C'est une excellente occasion pour faire un point sur un thème jugé essentiel chez Melcion Chassagne : la transmission de "l'entreprise entrepreneuriale".
La succession familiale est une des principales formes de transmission des entreprises. On peut y voir deux raisons simples : la probabilité (forte) et le risque (faible). Son succès implique la préparation à long-terme de la famille et des cadres de l'entreprise par l'entrepreneur prévoyant (ou soucieux de mettre en cohérence ses sphères privée et professionnelle), et la formation des jeunes à leur rôle de leaders.
Revenons d'abord sur les raisons.
Chaque transmission est un gros risque. Au-delà de l'aspect patrimonial de la transmission, l'héritage spirituel du fondateur et la culture d'entreprise qu'il a créée sont aussi à prendre en considération. A cet égard, la succession au sein de la famille est porteuse du risque le plus faible quand l'entrepreneur a fait l'effort de communiquer avec les siens sur son travail et le sens de celui-ci.
Par ailleurs, plus de 80% des entrepreneurs expriment spontanément avoir un entrepreneur parmi leurs aînés. Par induction, il existe une forte probabilité pour qu'un entrepreneur trouve dans sa famille quelqu'un capable et digne de lui succéder. Cette probabilité augmente lorsque la famille est préparée pour la transmission. Il faut alors que les membres de la famille comprennent que le bénéfice que l'entreprise représente pour eux, est la contrepartie d'une responsabilité et d'un devoir à l'égard de cette entreprise.
La succession doit se préparer au plus tôt afin que la relève soit prête au pied levé et que le devenir de l'entreprise ne soit brutalement remis en question, par exemple, par un accident fatal. Toutefois, la mise en place d'une régence peut permettre d'attendre que la succession puisse compléter sa formation.
Identifier et former les successeurs.
Il faut identifier l'entrepreneur qui va remplacer le fondateur. Le risque dans les succession "dynastiques" est de s'enfermer dans une règle trop limitative comme par exemple celle, improprement nommée1, de la loi salique ("l'aîné des garçons" ou primogéniture mâle comme successeur légitime au lieu du plus capable).
Pour ce qui concerne la formation, Christine Blondel de l'INSEAD dit bien qu'il est important de mettre les jeunes sur des postes à responsabilité verticale (opérationnelle) et non pas horizontale ou fonctionnelle, afin qu'ils puissent construire leur leadership.
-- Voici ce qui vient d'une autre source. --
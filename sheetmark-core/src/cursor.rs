/// Row cursor over a loaded table.
///
/// The index always stays in `[0, len - 1]` for a non-empty table; moving
/// past either end is a no-op rather than a wrap.
#[derive(Debug, Clone, Copy, PartialEq, Eq, Default)]
pub struct RowCursor {
    index: usize,
    len: usize,
}

impl RowCursor {
    pub fn new(len: usize) -> Self {
        Self { index: 0, len }
    }

    /// Point at a freshly loaded table of `len` rows
    pub fn reset(&mut self, len: usize) {
        self.len = len;
        self.index = 0;
    }

    /// Current row index (0-based)
    pub fn index(&self) -> usize {
        self.index
    }

    pub fn len(&self) -> usize {
        self.len
    }

    pub fn is_empty(&self) -> bool {
        self.len == 0
    }

    /// 1-based position for display
    pub fn position(&self) -> usize {
        if self.len == 0 {
            0
        } else {
            self.index + 1
        }
    }

    /// Fraction of the table reached, for progress bars
    pub fn progress(&self) -> f64 {
        if self.len == 0 {
            0.0
        } else {
            self.position() as f64 / self.len as f64
        }
    }

    pub fn is_first(&self) -> bool {
        self.index == 0
    }

    pub fn is_last(&self) -> bool {
        self.index + 1 >= self.len
    }

    pub fn prev(&mut self) {
        if self.index > 0 {
            self.index -= 1;
        }
    }

    pub fn next(&mut self) {
        if self.index + 1 < self.len {
            self.index += 1;
        }
    }

    pub fn first(&mut self) {
        self.index = 0;
    }

    pub fn last(&mut self) {
        self.index = self.len.saturating_sub(1);
    }

    /// Jump to a row, clamped to the table
    pub fn jump_to(&mut self, index: usize) {
        self.index = index.min(self.len.saturating_sub(1));
    }
}
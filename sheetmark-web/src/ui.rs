//! Terminal UI rendering for Sheetmark Web
//!
//! Mirrors the CLI screens on top of ratzilla's DOM backend.

use ratzilla::ratatui::{
    layout::{Constraint, Direction, Layout, Rect},
    style::{Color, Modifier, Style},
    text::{Line, Span},
    widgets::{Block, Borders, Cell, Clear, Gauge, List, ListItem, Paragraph, Row, Table, Wrap},
    Frame,
};

use sheetmark_core::{actions, App, ExportFormat, FieldKind, InputTarget, Mode, RoleKind};

// Catppuccin Mocha colors
const SURFACE0: Color = Color::Rgb(49, 50, 68);
const SURFACE1: Color = Color::Rgb(69, 71, 90);
const TEXT: Color = Color::Rgb(205, 214, 244);
const SUBTEXT0: Color = Color::Rgb(166, 173, 200);
const RED: Color = Color::Rgb(243, 139, 168);
const YELLOW: Color = Color::Rgb(249, 226, 175);
const GREEN: Color = Color::Rgb(166, 227, 161);
const BLUE: Color = Color::Rgb(137, 180, 250);
const MAUVE: Color = Color::Rgb(203, 166, 247);
const TEAL: Color = Color::Rgb(148, 226, 213);

const PREVIEW_CELL_CHARS: usize = 24;

pub fn draw(frame: &mut Frame, app: &App) {
    let chunks = Layout::default()
        .direction(Direction::Vertical)
        .constraints([
            Constraint::Length(1), // Title bar
            Constraint::Min(0),    // Main content
            Constraint::Length(1), // Status bar
        ])
        .split(frame.area());

    draw_title_bar(frame, app, chunks[0]);
    draw_main_area(frame, app, chunks[1]);
    draw_status_bar(frame, app, chunks[2]);

    // Draw popups/overlays
    match app.mode {
        Mode::LabelPicker => draw_label_picker(frame, app),
        Mode::ExportPicker => draw_export_picker(frame, app),
        Mode::Input => draw_input_dialog(frame, app),
        Mode::Help => draw_help(frame),
        _ => {}
    }
}

fn configuring(app: &App) -> bool {
    app.mode == Mode::Configure
        || (app.mode == Mode::Input && app.input_target == InputTarget::LabelOptions)
}

fn draw_title_bar(frame: &mut Frame, app: &App, area: Rect) {
    let progress = match &app.view {
        Some(view) if !configuring(app) => format!(
            " [{}/{}] {}",
            view.position(),
            view.total,
            actions::answered_rows(view, app.session.store().len())
        ),
        _ => String::new(),
    };

    let title_text = format!(
        " Sheetmark (Web) - {} ({}){}",
        app.title(),
        app.session.step().as_str(),
        progress
    );

    let title_bar = Paragraph::new(title_text).style(Style::default().fg(TEXT).bg(SURFACE0));
    frame.render_widget(title_bar, area);
}

fn draw_main_area(frame: &mut Frame, app: &App, area: Rect) {
    if configuring(app) || (app.view.is_none() && app.preview.is_some()) {
        draw_configure(frame, app, area);
    } else if app.view.is_some() {
        draw_row(frame, app, area);
    } else {
        draw_welcome(frame, area);
    }
}

fn draw_welcome(frame: &mut Frame, area: Rect) {
    let block = Block::default()
        .borders(Borders::ALL)
        .border_style(Style::default().fg(SUBTEXT0))
        .title("Sheetmark");

    let text = vec![
        Line::from(""),
        Line::from(Span::styled(
            "Annotate spreadsheet rows with labels and notes",
            Style::default().fg(MAUVE).add_modifier(Modifier::BOLD),
        )),
        Line::from(""),
        Line::from("  o   upload an .xlsx, .csv or .json file"),
        Line::from("  ?   help"),
        Line::from("  uploads use the browser file picker"),
    ];

    frame.render_widget(Paragraph::new(text).block(block), area);
}

fn draw_configure(frame: &mut Frame, app: &App, area: Rect) {
    let chunks = Layout::default()
        .direction(Direction::Horizontal)
        .constraints([
            Constraint::Length(36), // Column roles
            Constraint::Min(0),     // Preview
        ])
        .split(area);

    let block = Block::default()
        .borders(Borders::ALL)
        .border_style(Style::default().fg(BLUE))
        .title("Columns (0-4 role, Enter confirm)");

    let items: Vec<ListItem> = app
        .columns()
        .iter()
        .enumerate()
        .map(|(i, column)| {
            let selected = i == app.column_selected;
            let marker = if selected { ">" } else { " " };
            let role = app.pending_roles.role(column);
            let tag = role.map(|r| r.kind().short()).unwrap_or("-");
            let color = role.map(|r| role_color(r.kind())).unwrap_or(SUBTEXT0);

            let style = if selected {
                Style::default().fg(color).bg(SURFACE1)
            } else {
                Style::default().fg(color)
            };
            ListItem::new(format!("{} [{:<5}] {}", marker, tag, column)).style(style)
        })
        .collect();

    frame.render_widget(List::new(items).block(block), chunks[0]);
    draw_preview(frame, app, chunks[1]);
}

fn draw_preview(frame: &mut Frame, app: &App, area: Rect) {
    let total = app.session.table().map(|t| t.row_count()).unwrap_or(0);
    let block = Block::default()
        .borders(Borders::ALL)
        .border_style(Style::default().fg(SUBTEXT0))
        .title(format!("Preview ({} rows)", total));

    let Some(head) = &app.preview else {
        frame.render_widget(block, area);
        return;
    };

    let header = Row::new(
        head.columns
            .iter()
            .map(|c| Cell::from(c.as_str()).style(Style::default().fg(MAUVE))),
    );
    let rows = head.rows.iter().map(|row| {
        Row::new(row.iter().map(|value| {
            let text: String = value
                .to_string()
                .replace('\n', " ")
                .chars()
                .take(PREVIEW_CELL_CHARS)
                .collect();
            Cell::from(text)
        }))
        .style(Style::default().fg(TEXT))
    });
    let widths = vec![Constraint::Min(8); head.column_count()];

    let table = Table::new(rows, widths)
        .header(header)
        .column_spacing(2)
        .block(block);
    frame.render_widget(table, area);
}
Par exemple, mieux vaut les placer à la tête d'une filiale autonome ou une division complète plutôt que leur confier des responsabilités transversales comme la gestion financière ou les ressources humaines.
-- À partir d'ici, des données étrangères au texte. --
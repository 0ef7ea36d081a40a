//! Logging through `tracing`, written to a file so it stays out of the TUI.
//!
//! `RUST_LOG` wins over the `-v` count when set.

use std::fs::OpenOptions;
use std::path::Path;
use std::sync::Mutex;

use anyhow::{Context, Result};
use tracing::Level;
use tracing_subscriber::EnvFilter;

/// Map `-v` occurrences to a level
pub fn level_from_verbosity(verbose: u8) -> Level {
    match verbose {
        0 => Level::WARN,
        1 => Level::INFO,
        2 => Level::DEBUG,
        _ => Level::TRACE,
    }
}

pub fn init_logging(log_file: &Path, verbose: u8) -> Result<()> {
    let file = OpenOptions::new()
        .create(true)
        .append(true)
        .open(log_file)
        .with_context(|| format!("Failed to open log file {}", log_file.display()))?;

    let level = level_from_verbosity(verbose);
    let filter = EnvFilter::try_from_default_env()
        .unwrap_or_else(|_| EnvFilter::new(format!("sheetmark={level},sheetmark_core={level}")));

    tracing_subscriber::fmt()
        .with_env_filter(filter)
        .with_ansi(false)
        .with_target(true)
        .with_writer(Mutex::new(file))
        .try_init()
        .map_err(|e| anyhow::anyhow!("Failed to initialize logging: {}", e))?;

    Ok(())
}

#[cfg(test)]
mod tests {
    use super::*;

    #[test]
    fn test_verbosity_levels() {
        assert_eq!(level_from_verbosity(0), Level::WARN);
        assert_eq!(level_from_verbosity(1), Level::INFO);
        assert_eq!(level_from_verbosity(2), Level::DEBUG);
        assert_eq!(level_from_verbosity(9), Level::TRACE);
    }
}
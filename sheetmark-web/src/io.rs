//! Browser-based file I/O using Web APIs

use std::cell::RefCell;
use std::rc::Rc;

use js_sys::{Array, Uint8Array};
use wasm_bindgen::prelude::*;
use web_sys::{Blob, BlobPropertyBag, FileReader, HtmlAnchorElement, HtmlInputElement, Url};

use sheetmark_core::{App, ExportPayload};

/// File types offered by the upload picker
const ACCEPT: &str = ".xlsx,.csv,.json";

/// Download an export as a file
pub fn download(payload: &ExportPayload) -> Result<(), JsValue> {
    let window = web_sys::window().ok_or("No window")?;
    let document = window.document().ok_or("No document")?;

    // Create a blob from the encoded bytes
    let blob_parts = Array::new();
    blob_parts.push(&Uint8Array::from(payload.bytes.as_slice()));

    let blob_options = BlobPropertyBag::new();
    blob_options.set_type(payload.content_type);

    let blob = Blob::new_with_u8_array_sequence_and_options(&blob_parts, &blob_options)?;

    // Create an object URL for the blob
    let url = Url::create_object_url_with_blob(&blob)?;

    // Create a temporary anchor element and trigger download
    let anchor: HtmlAnchorElement = document.create_element("a")?.dyn_into()?;

    anchor.set_href(&url);
    anchor.set_download(&payload.filename);
    anchor.click();

    // Clean up the object URL
    Url::revoke_object_url(&url)?;

    Ok(())
}

/// Open the browser file picker; the chosen file is uploaded into `app` once read
pub fn pick_file(app: Rc<RefCell<App>>) -> Result<(), JsValue> {
    let window = web_sys::window().ok_or("No window")?;
    let document = window.document().ok_or("No document")?;

    let input: HtmlInputElement = document.create_element("input")?.dyn_into()?;
    input.set_type("file");
    input.set_accept(ACCEPT);

    let on_change = Closure::<dyn FnMut(web_sys::Event)>::new({
        let input = input.clone();
        move |_event: web_sys::Event| {
            if let Err(e) = read_selected(&input, app.clone()) {
                app.borrow_mut()
                    .set_status(&format!("Error: could not read file ({:?})", e));
            }
        }
    });
    input.set_onchange(Some(on_change.as_ref().unchecked_ref()));
    on_change.forget();

    input.click();
    Ok(())
}

fn read_selected(input: &HtmlInputElement, app: Rc<RefCell<App>>) -> Result<(), JsValue> {
    let Some(file) = input.files().and_then(|files| files.get(0)) else {
        return Ok(());
    };
    let filename = file.name();

    let reader = FileReader::new()?;
    let on_load = Closure::<dyn FnMut()>::new({
        let reader = reader.clone();
        move || {
            let mut app = app.borrow_mut();
            match reader.result() {
                Ok(buffer) => {
                    let bytes = Uint8Array::new(&buffer).to_vec();
                    log::debug!("read {} ({} bytes)", filename, bytes.len());
                    app.upload(&filename, bytes);
                }
                Err(e) => app.set_status(&format!("Error: could not read file ({:?})", e)),
            }
        }
    });
    reader.set_onload(Some(on_load.as_ref().unchecked_ref()));
    on_load.forget();

    reader.read_as_array_buffer(&file)
}
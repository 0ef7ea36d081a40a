use std::collections::BTreeMap;

use serde::{Deserialize, Serialize};

use super::Table;

/// Options offered when a label column is configured without its own list
pub const DEFAULT_LABEL_OPTIONS: [&str; 3] = ["正确", "错误", "不确定"];

/// Character cap for free-text notes
pub const DEFAULT_NOTE_MAX_CHARS: usize = 50;

/// Semantic role assigned to a column for the annotation view
#[derive(Debug, Clone, PartialEq, Eq, Serialize, Deserialize)]
#[serde(tag = "role", rename_all = "kebab-case")]
pub enum ColumnRole {
    /// Shown as-is
    Display,
    /// Shown through the text formatter
    FormattedDisplay,
    SingleChoiceLabel { options: Vec<String> },
    FreeTextNote { max_chars: usize },
}

impl ColumnRole {
    /// Kinds in picker order, without their parameters
    pub fn kinds() -> &'static [RoleKind] {
        &[
            RoleKind::Display,
            RoleKind::FormattedDisplay,
            RoleKind::SingleChoiceLabel,
            RoleKind::FreeTextNote,
        ]
    }

    /// Label role from a comma-separated option list; an empty list falls back to the defaults
    pub fn label_from_list(list: &str) -> Self {
        ColumnRole::SingleChoiceLabel {
            options: parse_option_list(list),
        }
    }

    pub fn default_label() -> Self {
        ColumnRole::SingleChoiceLabel {
            options: DEFAULT_LABEL_OPTIONS.iter().map(|s| s.to_string()).collect(),
        }
    }

    pub fn default_note() -> Self {
        ColumnRole::FreeTextNote {
            max_chars: DEFAULT_NOTE_MAX_CHARS,
        }
    }

    pub fn kind(&self) -> RoleKind {
        match self {
            ColumnRole::Display => RoleKind::Display,
            ColumnRole::FormattedDisplay => RoleKind::FormattedDisplay,
            ColumnRole::SingleChoiceLabel { .. } => RoleKind::SingleChoiceLabel,
            ColumnRole::FreeTextNote { .. } => RoleKind::FreeTextNote,
        }
    }

    /// Whether values for this column are entered by the annotator
    pub fn is_editable(&self) -> bool {
        matches!(
            self,
            ColumnRole::SingleChoiceLabel { .. } | ColumnRole::FreeTextNote { .. }
        )
    }
}

/// Parameterless role tag, used by pickers and for render ordering
#[derive(Debug, Clone, Copy, PartialEq, Eq, PartialOrd, Ord, Hash, Serialize, Deserialize)]
#[serde(rename_all = "kebab-case")]
pub enum RoleKind {
    Display,
    FormattedDisplay,
    SingleChoiceLabel,
    FreeTextNote,
}

impl RoleKind {
    pub fn as_str(&self) -> &'static str {
        match self {
            RoleKind::Display => "Display",
            RoleKind::FormattedDisplay => "Formatted",
            RoleKind::SingleChoiceLabel => "Label",
            RoleKind::FreeTextNote => "Note",
        }
    }

    pub fn short(&self) -> &'static str {
        match self {
            RoleKind::Display => "SHOW",
            RoleKind::FormattedDisplay => "FMT",
            RoleKind::SingleChoiceLabel => "LABEL",
            RoleKind::FreeTextNote => "NOTE",
        }
    }
}

/// Split an option list on ASCII or full-width commas
pub fn parse_option_list(list: &str) -> Vec<String> {
    let options: Vec<String> = list
        .split([',', '，'])
        .map(str::trim)
        .filter(|s| !s.is_empty())
        .map(String::from)
        .collect();

    if options.is_empty() {
        DEFAULT_LABEL_OPTIONS.iter().map(|s| s.to_string()).collect()
    } else {
        options
    }
}

/// Column name to role mapping. Columns without an entry are ignored.
#[derive(Debug, Clone, Default, PartialEq, Eq, Serialize, Deserialize)]
pub struct RoleConfig {
    roles: BTreeMap<String, ColumnRole>,
}

impl RoleConfig {
    pub fn new() -> Self {
        Self::default()
    }

    /// Builder-style assignment, replacing any previous role of the column
    pub fn with(mut self, column: impl Into<String>, role: ColumnRole) -> Self {
        self.assign(column, role);
        self
    }

    pub fn assign(&mut self, column: impl Into<String>, role: ColumnRole) {
        self.roles.insert(column.into(), role);
    }

    pub fn unassign(&mut self, column: &str) -> Option<ColumnRole> {
        self.roles.remove(column)
    }

    pub fn role(&self, column: &str) -> Option<&ColumnRole> {
        self.roles.get(column)
    }

    pub fn is_empty(&self) -> bool {
        self.roles.is_empty()
    }

    pub fn len(&self) -> usize {
        self.roles.len()
    }

    pub fn iter(&self) -> impl Iterator<Item = (&String, &ColumnRole)> {
        self.roles.iter()
    }

    /// Configured columns that the table does not have
    pub fn missing_columns(&self, table: &Table) -> Vec<String> {
        self.roles
            .keys()
            .filter(|c| !table.has_column(c))
            .cloned()
            .collect()
    }

    /// Columns in render order: grouped by role kind, then by table column order
    pub fn ordered_columns<'a>(&'a self, table: &'a Table) -> Vec<(&'a str, &'a ColumnRole)> {
        let mut ordered: Vec<(RoleKind, usize, &str, &ColumnRole)> = self
            .roles
            .iter()
            .filter_map(|(name, role)| {
                table
                    .column_index(name)
                    .map(|idx| (role.kind(), idx, name.as_str(), role))
            })
            .collect();
        ordered.sort_by_key(|(kind, idx, _, _)| (*kind, *idx));
        ordered.into_iter().map(|(_, _, name, role)| (name, role)).collect()
    }

    /// Label and note columns, in table column order
    pub fn editable_columns(&self, table: &Table) -> Vec<String> {
        table
            .columns
            .iter()
            .filter(|c| self.roles.get(*c).is_some_and(ColumnRole::is_editable))
            .cloned()
            .collect()
    }
}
La famille Mulliez du Groupe Auchan (société privée avec 850 actionnaires familiaux du groupe !) en est un parfait exemple. Les entrepreneurs parmi les enfants sont encouragés à construire leurs projets au sein de la structure familiale, d'où la grande diversité d'activités dans le Groupe Auchan. Ils ont capitalisé sur les ressources de la famille.
Gérard Mulliez, entrepreneur de deuxième génération, a orchestré la progression de Auchan du statut de PME au groupe diversifié que l'on connaît aujourd'hui. Il s'est trouvé un successeur légitime en la personne de Vianney Mulliez, un fils de son cousin germain, à l'énorme soulagement de toute la famille. Le 10 mai 2006, le conseil d'administration de l'Association Familiale Mulliez (AFM) l'a ainsi nommé à la présidence du conseil de surveillance du groupe, en remplacement d'Arnaud Mulliez, fils de Gérard.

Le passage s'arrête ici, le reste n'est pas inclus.